El padre de estos impuestos fue el economista británico Arthur Cecil Pigou y su concepto de la externalidad formulado en su obra Economía del bienestar (1920). De ahí que algunos autores también denominen a los impuestos ecológicos, impuestos pigouvianos.
La tributación medioambiental –tal y como hoy la conocemos– surgió a comienzos de la década de los 90 en diversos países escandinavos, preocupados por las emisiones a la atmósfera de dióxidos de carbono y de azufre. En 1993, la OCDE marcó unas líneas básicas sobre fiscalidad y medio ambiente de forma que, hoy en día, casi todos sus Estados miembros disponen de esta imposición ambiental como, por ejemplo, Bélgica, donde se introdujo aquel mismo año como un impuesto (...) que grava un producto despachado al consumo, por el daño ecológico que se estima que ocasiona; y en Estados Unidos, Australia o el resto de la Unión Europea, cuyos tratados y programas de acción han apostado decididamente por esta fiscalidad. Actualmente, el debate se está planteando en México, Colombia, Chile, Argentina y otros países iberoamericanos.

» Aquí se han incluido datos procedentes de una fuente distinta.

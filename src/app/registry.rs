//! Static planet table and theme palettes. Values are scaled for
//! visualization, not astronomically accurate.

/// Immutable description of one planet. Consumers read, never write.
pub struct PlanetDescriptor {
    pub name: &'static str,
    pub radius: f32,
    pub distance: f32,
    /// Radians added to the orbit pivot per unpaused frame.
    pub initial_speed: f32,
    pub color: [f32; 3],
}

pub const SUN_RADIUS: f32 = 10.0;
pub const SUN_COLOR: [f32; 3] = [1.0, 0.647, 0.0];

/// Upper bound for any planet's angular speed (radians/frame).
pub const MAX_SPEED: f32 = 0.05;

pub const PLANETS: [PlanetDescriptor; 8] = [
    PlanetDescriptor { name: "Mercury", radius: 0.8, distance: 15.0, initial_speed: 0.04, color: [0.663, 0.663, 0.663] },
    PlanetDescriptor { name: "Venus", radius: 1.5, distance: 22.0, initial_speed: 0.015, color: [1.0, 0.4, 0.0] },
    PlanetDescriptor { name: "Earth", radius: 1.6, distance: 30.0, initial_speed: 0.01, color: [0.0, 0.467, 0.745] },
    PlanetDescriptor { name: "Mars", radius: 1.2, distance: 38.0, initial_speed: 0.008, color: [0.8, 0.0, 0.0] },
    PlanetDescriptor { name: "Jupiter", radius: 5.0, distance: 60.0, initial_speed: 0.005, color: [1.0, 0.8, 0.4] },
    PlanetDescriptor { name: "Saturn", radius: 4.0, distance: 85.0, initial_speed: 0.003, color: [1.0, 0.82, 0.0] },
    PlanetDescriptor { name: "Uranus", radius: 3.5, distance: 110.0, initial_speed: 0.002, color: [0.0, 0.6, 1.0] },
    PlanetDescriptor { name: "Neptune", radius: 3.4, distance: 135.0, initial_speed: 0.001, color: [0.2, 0.4, 1.0] },
];

/// Scene colors for one theme.
pub struct Palette {
    pub background: [f32; 3],
    pub sun_light: [f32; 3],
    pub ambient: [f32; 3],
}

pub const DARK_PALETTE: Palette = Palette {
    background: [0.0, 0.0, 0.0],
    sun_light: [1.0, 1.0, 1.0],
    ambient: [0.251, 0.251, 0.251],
};

pub const LIGHT_PALETTE: Palette = Palette {
    background: [0.753, 0.847, 0.941],
    sun_light: [0.533, 0.533, 0.533],
    ambient: [0.667, 0.667, 0.667],
};

pub const SUN_LIGHT_INTENSITY: f32 = 1.5;
pub const AMBIENT_INTENSITY: f32 = 0.5;

/// Linear mapping from a [0, 100] slider position to an angular speed.
pub fn slider_to_speed(value: f32) -> f32 {
    (value / 100.0) * MAX_SPEED
}

/// Inverse of [`slider_to_speed`].
pub fn speed_to_slider(speed: f32) -> f32 {
    (speed / MAX_SPEED) * 100.0
}
use nalgebra::Point3;
use rand::Rng;

use crate::app::registry::{PlanetDescriptor, MAX_SPEED, PLANETS, SUN_RADIUS};
use crate::engine::mesh::Mesh;
use crate::engine::ray::Ray;

pub const STAR_COUNT: usize = 10_000;
pub const STAR_SPREAD: f32 = 500.0;
const ORBIT_RING_SEGMENTS: usize = 64;

/// One orbiting body, created at startup and mutated by slider input and the
/// per-frame advance. The orbit pivot is the Y-axis rotation `orbit_angle`;
/// the body sits at `(distance, 0, 0)` in pivot space.
pub struct PlanetInstance {
    pub name: &'static str,
    pub radius: f32,
    pub distance: f32,
    pub speed: f32,
    pub orbit_angle: f32,
    pub color: [f32; 3],
    pub mesh: Mesh,
    pub orbit_ring: Vec<f32>,
}

impl PlanetInstance {
    fn from_descriptor(descriptor: &PlanetDescriptor) -> Self {
        PlanetInstance {
            name: descriptor.name,
            radius: descriptor.radius,
            distance: descriptor.distance,
            speed: descriptor.initial_speed,
            orbit_angle: 0.0,
            color: descriptor.color,
            mesh: Mesh::sphere(descriptor.radius, 32, 16),
            orbit_ring: orbit_ring(descriptor.distance),
        }
    }

    /// World position of the body after applying the pivot rotation.
    pub fn world_position(&self) -> Point3<f32> {
        let (sin_a, cos_a) = self.orbit_angle.sin_cos();
        Point3::new(self.distance * cos_a, 0.0, -self.distance * sin_a)
    }
}

/// Everything in the 3D scene: sun, planets, starfield.
pub struct SolarScene {
    pub sun_mesh: Mesh,
    pub planets: Vec<PlanetInstance>,
    pub stars: Vec<f32>,
}

impl SolarScene {
    pub fn build(rng: &mut impl Rng) -> Self {
        let planets = PLANETS.iter().map(PlanetInstance::from_descriptor).collect();

        let mut stars = Vec::with_capacity(STAR_COUNT * 3);
        for _ in 0..STAR_COUNT * 3 {
            stars.push(rng.gen_range(-STAR_SPREAD..STAR_SPREAD));
        }

        SolarScene {
            sun_mesh: Mesh::sphere(SUN_RADIUS, 48, 24),
            planets,
            stars,
        }
    }

    /// Advance every orbit pivot by its current speed, wrapping mod 2π.
    pub fn advance(&mut self) {
        for planet in &mut self.planets {
            planet.orbit_angle = (planet.orbit_angle + planet.speed).rem_euclid(std::f32::consts::TAU);
        }
    }

    pub fn set_speed(&mut self, index: usize, speed: f32) {
        if let Some(planet) = self.planets.get_mut(index) {
            planet.speed = speed.clamp(0.0, MAX_SPEED);
        }
    }

    /// Nearest ray hit among planet bodies. The sun and starfield are not
    /// pickable.
    pub fn pick(&self, ray: &Ray) -> Option<usize> {
        let mut best: Option<(usize, f32)> = None;
        for (index, planet) in self.planets.iter().enumerate() {
            if let Some(t) = ray.intersect_sphere(&planet.world_position(), planet.radius) {
                if best.map_or(true, |(_, best_t)| t < best_t) {
                    best = Some((index, t));
                }
            }
        }
        best.map(|(index, _)| index)
    }
}

fn orbit_ring(distance: f32) -> Vec<f32> {
    let mut points = Vec::with_capacity(ORBIT_RING_SEGMENTS * 3);
    for i in 0..ORBIT_RING_SEGMENTS {
        let angle = std::f32::consts::TAU * i as f32 / ORBIT_RING_SEGMENTS as f32;
        points.push(distance * angle.cos());
        points.push(0.0);
        points.push(distance * angle.sin());
    }
    points
}

#[cfg(test)]
mod tests {
    use super::*;
    use nalgebra::Vector3;
    use rand::rngs::SmallRng;
    use rand::SeedableRng;

    fn scene() -> SolarScene {
        SolarScene::build(&mut SmallRng::seed_from_u64(7))
    }

    #[test]
    fn startup_matches_the_registry() {
        let scene = scene();
        assert_eq!(scene.planets.len(), 8);
        for (planet, descriptor) in scene.planets.iter().zip(PLANETS.iter()) {
            assert_eq!(planet.name, descriptor.name);
            assert_eq!(planet.distance, descriptor.distance);
            assert_eq!(planet.speed, descriptor.initial_speed);
            assert_eq!(planet.orbit_angle, 0.0);
        }
        assert_eq!(scene.stars.len(), STAR_COUNT * 3);
        assert!(scene.stars.iter().all(|c| c.abs() <= STAR_SPREAD));
    }

    #[test]
    fn advance_accumulates_speed_per_frame() {
        let mut scene = scene();
        let frames = 25;
        for _ in 0..frames {
            scene.advance();
        }
        for (planet, descriptor) in scene.planets.iter().zip(PLANETS.iter()) {
            let expected = (frames as f32 * descriptor.initial_speed).rem_euclid(std::f32::consts::TAU);
            assert!((planet.orbit_angle - expected).abs() < 1e-4);
        }
    }

    #[test]
    fn orbit_angle_wraps_at_two_pi() {
        let mut scene = scene();
        scene.set_speed(0, MAX_SPEED);
        for _ in 0..200 {
            scene.advance();
        }
        // 200 * 0.05 = 10 radians, wrapped once.
        assert!((scene.planets[0].orbit_angle - (10.0 - std::f32::consts::TAU)).abs() < 1e-3);
    }

    #[test]
    fn set_speed_clamps_to_the_valid_range() {
        let mut scene = scene();
        scene.set_speed(2, 99.0);
        assert_eq!(scene.planets[2].speed, MAX_SPEED);
        scene.set_speed(2, -1.0);
        assert_eq!(scene.planets[2].speed, 0.0);
    }

    #[test]
    fn world_position_follows_the_pivot_rotation() {
        let mut scene = scene();
        let distance = scene.planets[0].distance;

        let start = scene.planets[0].world_position();
        assert!((start.x - distance).abs() < 1e-4);
        assert!(start.z.abs() < 1e-4);

        scene.planets[0].orbit_angle = std::f32::consts::FRAC_PI_2;
        let quarter = scene.planets[0].world_position();
        assert!(quarter.x.abs() < 1e-3);
        assert!((quarter.z + distance).abs() < 1e-3);
    }

    #[test]
    fn pick_prefers_the_nearest_hit() {
        let scene = scene();
        // Ray along -x from beyond Neptune's orbit crosses every body on
        // the +x axis; Neptune's near wall comes first.
        let ray = Ray {
            origin: Point3::new(200.0, 0.0, 0.0),
            direction: -Vector3::x(),
        };
        let hit = scene.pick(&ray).unwrap();
        assert_eq!(scene.planets[hit].name, "Neptune");
    }

    #[test]
    fn pick_misses_off_plane() {
        let scene = scene();
        let ray = Ray {
            origin: Point3::new(0.0, 300.0, 0.0),
            direction: Vector3::y(),
        };
        assert!(scene.pick(&ray).is_none());
    }
}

En España, junto a impuestos de ámbito nacional con trascendencia medioambiental –como los que gravan los hidrocarburos o la electricidad– la fiscalidad verde se ha centrado en las administraciones autonómica y local.
El Art. 156 CE establece el principio de autonomía financiera de las Comunidades Autónomas al señalar que éstas gozarán de autonomía financiera para el desarrollo y ejecución de sus competencias con arreglo a los principios de coordinación con la Hacienda estatal y de solidaridad entre todos los españoles. Entre los recursos que integran las haciendas autonómicas se encuentran tanto los tributos estatales cedidos (Sucesiones, Transmisiones Patrimoniales, etc.) como los tributos propios; ámbito donde casi todas las comunidades han creado una desigual suerte de cánones, impuestos, gravámenes, ecotasas y tarifas que gravan el uso del agua, los residuos, la emisión de gases, los vertidos, etc.